Tras más de un lustro volví a un aula universitario, eso sí, nunca imagine que se fuese a producirse en estas condiciones, es decir: en Caracas, con un cura jesuita de singulares carcterísticas, con un grupo de facilitadores (que es algo asi como las personas que dan clase y facilitan el acto), mi futura mujer y una docena más de parejas dispuestos a casarse en las próximas semanas y meses.

Lo primero que tuvimos que hacer era presentar a nuestra pareja, decir que es lo que más nos había gustado de ella en un principio,´detallar el cómo la conocimos y ´qué esperabamos del curso. Yo esperaba que después de cada presentación se oyese un tal "Bienvenido Zarzu, te entendemos.... aleluyahh".

Afotunadamente mi visión estaba muy alejada de la realidad.
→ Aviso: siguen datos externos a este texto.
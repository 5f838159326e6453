//! Dalvik method bodies
//!
//! ### Structure
//!
//! A method body is a register count, a code array of 16-bit code units, a list of try blocks,
//! and a stream of debug items. Two representations of it are provided:
//!
//!   - [`ImmutableMethodImplementation`] mirrors the binary layout: instructions are keyed by their
//!     code address and branch targets are relative offsets. It can be decoded from and encoded to
//!     a code array (see [`binary_format`]).
//!
//!   - [`builder::MutableMethodImplementation`] is for editing: branch targets are labels, so
//!     instructions can be inserted, removed, or replaced without fixing up offsets by hand.
//!
//! ### Editing
//!
//! ```
//! use dexasm::dex::builder::MutableMethodImplementation;
//! use dexasm::dex::{ImmutableMethodImplementation, Instruction, Opcode};
//!
//! # fn main() -> Result<(), dexasm::dex::Error> {
//! let code = [0x0e, 0x00]; // return-void
//! let method = ImmutableMethodImplementation::from_bytes(1, &code, vec![], vec![])?;
//!
//! let mut mutable = MutableMethodImplementation::from_implementation(&method)?;
//! let end = mutable.label_for_index(0)?;
//! mutable.insert_instruction(0, Instruction::Format10t { opcode: Opcode::Goto, target: end })?;
//!
//! let edited = mutable.to_immutable()?;
//! assert_eq!(edited.code_bytes()?, vec![0x28, 0x01, 0x0e, 0x00]);
//! # Ok(())
//! # }
//! ```

pub mod binary_format;
pub mod builder;
mod debug;
mod errors;
mod instruction;
mod method;
mod opcode;

pub use debug::*;
pub use errors::*;
pub use instruction::*;
pub use method::*;
pub use opcode::*;
const NONE: OpcodeFlags = OpcodeFlags::empty();
const CONT: OpcodeFlags = OpcodeFlags::CAN_CONTINUE;
const THROW: OpcodeFlags = OpcodeFlags::CAN_THROW;
const RESULT: OpcodeFlags = OpcodeFlags::SETS_RESULT;
const REG: OpcodeFlags = OpcodeFlags::SETS_REGISTER;
const WIDE: OpcodeFlags = OpcodeFlags::SETS_WIDE_REGISTER;

macro_rules! opcodes {
    ($( $variant:ident = $value:literal, $name:literal, $format:ident, $flags:expr; )*) => {
        /// Dalvik opcode (including the payload pseudo-opcodes)
        #[derive(Copy, Clone, Debug, PartialEq, Eq, Hash)]
        pub enum Opcode {
            $( $variant, )*
        }

        impl Opcode {
            /// Every known opcode, in encoding order
            pub const ALL: &'static [Opcode] = &[ $( Opcode::$variant, )* ];

            /// Value of the opcode in the code array
            ///
            /// For regular instructions this fits in the low byte of the first code unit. Payload
            /// pseudo-opcodes use the whole code unit (low byte zero, like `nop`).
            pub fn value(self) -> u16 {
                match self {
                    $( Opcode::$variant => $value, )*
                }
            }

            /// Mnemonic, as used in smali
            pub fn name(self) -> &'static str {
                match self {
                    $( Opcode::$variant => $name, )*
                }
            }

            pub fn format(self) -> Format {
                match self {
                    $( Opcode::$variant => Format::$format, )*
                }
            }

            pub fn flags(self) -> OpcodeFlags {
                match self {
                    $( Opcode::$variant => $flags, )*
                }
            }

            pub fn from_value(value: u16) -> Option<Opcode> {
                match value {
                    $( $value => Some(Opcode::$variant), )*
                    _ => None,
                }
            }

            pub fn from_name(name: &str) -> Option<Opcode> {
                match name {
                    $( $name => Some(Opcode::$variant), )*
                    _ => None,
                }
            }
        }
    };
}
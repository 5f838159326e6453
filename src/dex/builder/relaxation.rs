//! This module is responsible for turning a freshly edited method into one whose instructions can
//! actually be encoded. Three things can go wrong after an edit:
//!
//!   - a `goto` or `goto/16` might not have enough bits for the distance to its target, in which
//!     case it gets widened (`goto` → `goto/16` → `goto/32`)
//!
//!   - a payload might end up at an odd code address, which is not allowed. This is fixed by
//!     deleting a `nop` right before the payload, or inserting one if there isn't any.
//!
//!   - a switch payload might no longer be referred to by a switch, in which case it is deleted
//!
//! Before any of that, every switch instruction is matched up with the payload it targets (the
//! target may be a run of `nop`s leading up to the payload). A payload can only have one switch.
//!
//! ### Termination
//!
//! Every fix changes the layout of the method and may invalidate the ones already done: widening
//! a `goto` pushes other targets further away, and inserting or deleting a `nop` flips the parity
//! of every address after it. We just repeat passes over the method until nothing changes. This
//! always finishes:
//!
//!   - `goto` instructions only ever get wider, and `goto/32` reaches anywhere
//!
//!   - deleted payloads never come back
//!
//!   - a pass walks the method from front to back, and every fix only moves the instructions after
//!     it. By the end of a pass, every payload is therefore aligned, so the only thing that can
//!     require another pass is a `goto` whose target moved. Since `goto`s only get wider, there can
//!     only be so many of those passes.

use super::{BuilderInstruction, Label, MutableMethodImplementation};
use crate::dex::{Error, Instruction, Opcode};

/// Bring a method to a state where every instruction can be encoded
pub(super) fn relax(method: &mut MutableMethodImplementation) -> Result<(), Error> {
    log::debug!("Relaxing method with {} instructions", method.len());

    check_labels_placed(method)?;
    bind_switch_payloads(method)?;

    let mut passes = 1;
    while relaxation_pass(method)? {
        passes += 1;
    }

    log::debug!(
        "Relaxed method in {} passes: {} instructions, {} code units",
        passes,
        method.len(),
        method.code_units()
    );
    Ok(())
}

fn check_labels_placed(method: &MutableMethodImplementation) -> Result<(), Error> {
    for index in 0..method.len() {
        if let Some(instruction) = &method.location_at(index).instruction {
            for label in instruction.targets() {
                method.label_location(*label)?;
            }
        }
    }
    for try_block in &method.try_blocks {
        for label in [try_block.start, try_block.end, try_block.handler] {
            method.label_location(label)?;
        }
    }
    Ok(())
}

fn is_nop(instruction: &Option<BuilderInstruction>) -> bool {
    matches!(
        instruction,
        Some(Instruction::Format10x {
            opcode: Opcode::Nop
        })
    )
}

/// Find the payload of every switch, and record the switch as the payload's referrer
fn bind_switch_payloads(method: &mut MutableMethodImplementation) -> Result<(), Error> {
    method.payload_referrers.clear();

    for index in 0..method.len() {
        let (opcode, target) = match &method.location_at(index).instruction {
            Some(Instruction::Format31t { opcode, target, .. }) if opcode.is_switch() => {
                (*opcode, *target)
            }
            _ => continue,
        };

        let mut payload_index = method.label_location(target)?.index;
        if payload_index == method.len() {
            return Err(Error::SwitchTargetsEndOfMethod { index });
        }
        while is_nop(&method.location_at(payload_index).instruction) {
            payload_index += 1;
        }

        let found = match &method.location_at(payload_index).instruction {
            Some(payload) if payload.is_payload() => payload.opcode(),
            _ => return Err(Error::SwitchWithoutPayload { index }),
        };
        let expected = match opcode {
            Opcode::PackedSwitch => Opcode::PackedSwitchPayload,
            _ => Opcode::SparseSwitchPayload,
        };
        if found != expected {
            return Err(Error::MismatchedPayload {
                index,
                expected,
                found,
            });
        }

        let payload_id = method.order[payload_index];
        let switch_id = method.order[index];
        if method
            .payload_referrers
            .insert(payload_id, switch_id)
            .is_some()
        {
            return Err(Error::AmbiguousPayload { payload_index });
        }
    }

    Ok(())
}

/// Wider `goto` to use if the offset doesn't fit the current one
fn widened_goto(opcode: Opcode, offset: i64, target: Label) -> Option<BuilderInstruction> {
    let fits_8bit = i8::try_from(offset).is_ok();
    let fits_16bit = i16::try_from(offset).is_ok();
    match opcode {
        Opcode::Goto if fits_16bit && !fits_8bit => Some(Instruction::Format20t {
            opcode: Opcode::Goto16,
            target,
        }),
        Opcode::Goto | Opcode::Goto16 if !fits_16bit => Some(Instruction::Format30t {
            opcode: Opcode::Goto32,
            target,
        }),
        _ => None,
    }
}

/// Single pass of fixes over the method, returning whether anything changed
fn relaxation_pass(method: &mut MutableMethodImplementation) -> Result<bool, Error> {
    let mut changed = false;
    let mut index = 0;

    while index < method.len() {
        let location = method.location_at(index);
        let address = location.address;
        let instruction = match &location.instruction {
            Some(instruction) => instruction,
            None => break,
        };
        let opcode = instruction.opcode();

        match instruction {
            Instruction::Format10t { target, .. } | Instruction::Format20t { target, .. }
                if opcode.is_goto() =>
            {
                let target = *target;
                let offset = method.label_location(target)?.address as i64 - address as i64;
                if let Some(widened) = widened_goto(opcode, offset, target) {
                    log::trace!(
                        "Widening {} at index {} (offset {}) to {}",
                        opcode,
                        index,
                        offset,
                        widened.opcode()
                    );
                    method.set_instruction(index, widened);
                    changed = true;
                }
                index += 1;
            }

            Instruction::PackedSwitchPayload { .. } | Instruction::SparseSwitchPayload { .. }
                if !method.payload_referrers.contains_key(&method.order[index]) =>
            {
                log::trace!("Removing unreferenced {} at index {}", opcode, index);
                method.remove_location(index);
                changed = true;
            }

            payload if payload.is_payload() && address % 2 == 1 => {
                if index > 0 && is_nop(&method.location_at(index - 1).instruction) {
                    log::trace!("Aligning {} at index {} by removing a nop", opcode, index);
                    method.remove_location(index - 1);
                } else {
                    log::trace!("Aligning {} at index {} by adding a nop", opcode, index);
                    method.insert_location(
                        index,
                        Instruction::Format10x {
                            opcode: Opcode::Nop,
                        },
                    );
                    index += 2;
                }
                changed = true;
            }

            _ => index += 1,
        }
    }

    Ok(changed)
}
Lo que sí se produjo en cada caso, en cada presentación eran risas y carcajadas, al narrar las formas en las que se fueron conociendo las parejas presentes.

- "Al llegar del primer día de trabajo mi mama me preguntó si había algún hombre interesante, y yo le dije ay mamita, que mala suerte solo hay uno gordito y otro chiquito"- todos nos giramos y llegamos a la conclusión que al final debió decantarse por el chiquito que estaba sonriendo a su lado.

-"A mi nunca me gustaron los uniformados, pero nadie me dijo nada, él tampoco. Y claro cuando me entere que era militar ya era demasiado tarde"

La pobre chica que en una celebracion con compañeros de trabajo se acerca a la parrilla y le sueltan:
-"Mira te voy a dar el trozo grande porque tu me parece a mi que más que comer, devoras".

La pareja en la que él le vende un producto dietético, ella le ofrece un queso que le repulsa, tras dos meses deciden hacer una excursión conjunta y viendo que ni así, él decide abalanzarse sobre ella antes de que vuelva a abandonar el carro.

La chica que tras mucho hacerse la estirada, decide acercarse a por su primer beso y recibe dos palomitas en la boca en la oscuridad de la sala.

Los que tras años de amistad, por miedo a estropearla callan y siguen callando, hasta que un día conduciendo hablándolo como amigos se dan cuenta que hay algo más para quedarse callados hasta llegar al final del trayecto.

O el que por invitar al cine le hacen subir a casa y le espera el padre con un rotweiler a cada lado del sillón...

Muchas historias, situaciones demasiado parecidas de las que solo saco una conclusión, cuando te toca te toco y eso puede ser en cualquier momento al doblar cualquier esquina. Mañana más.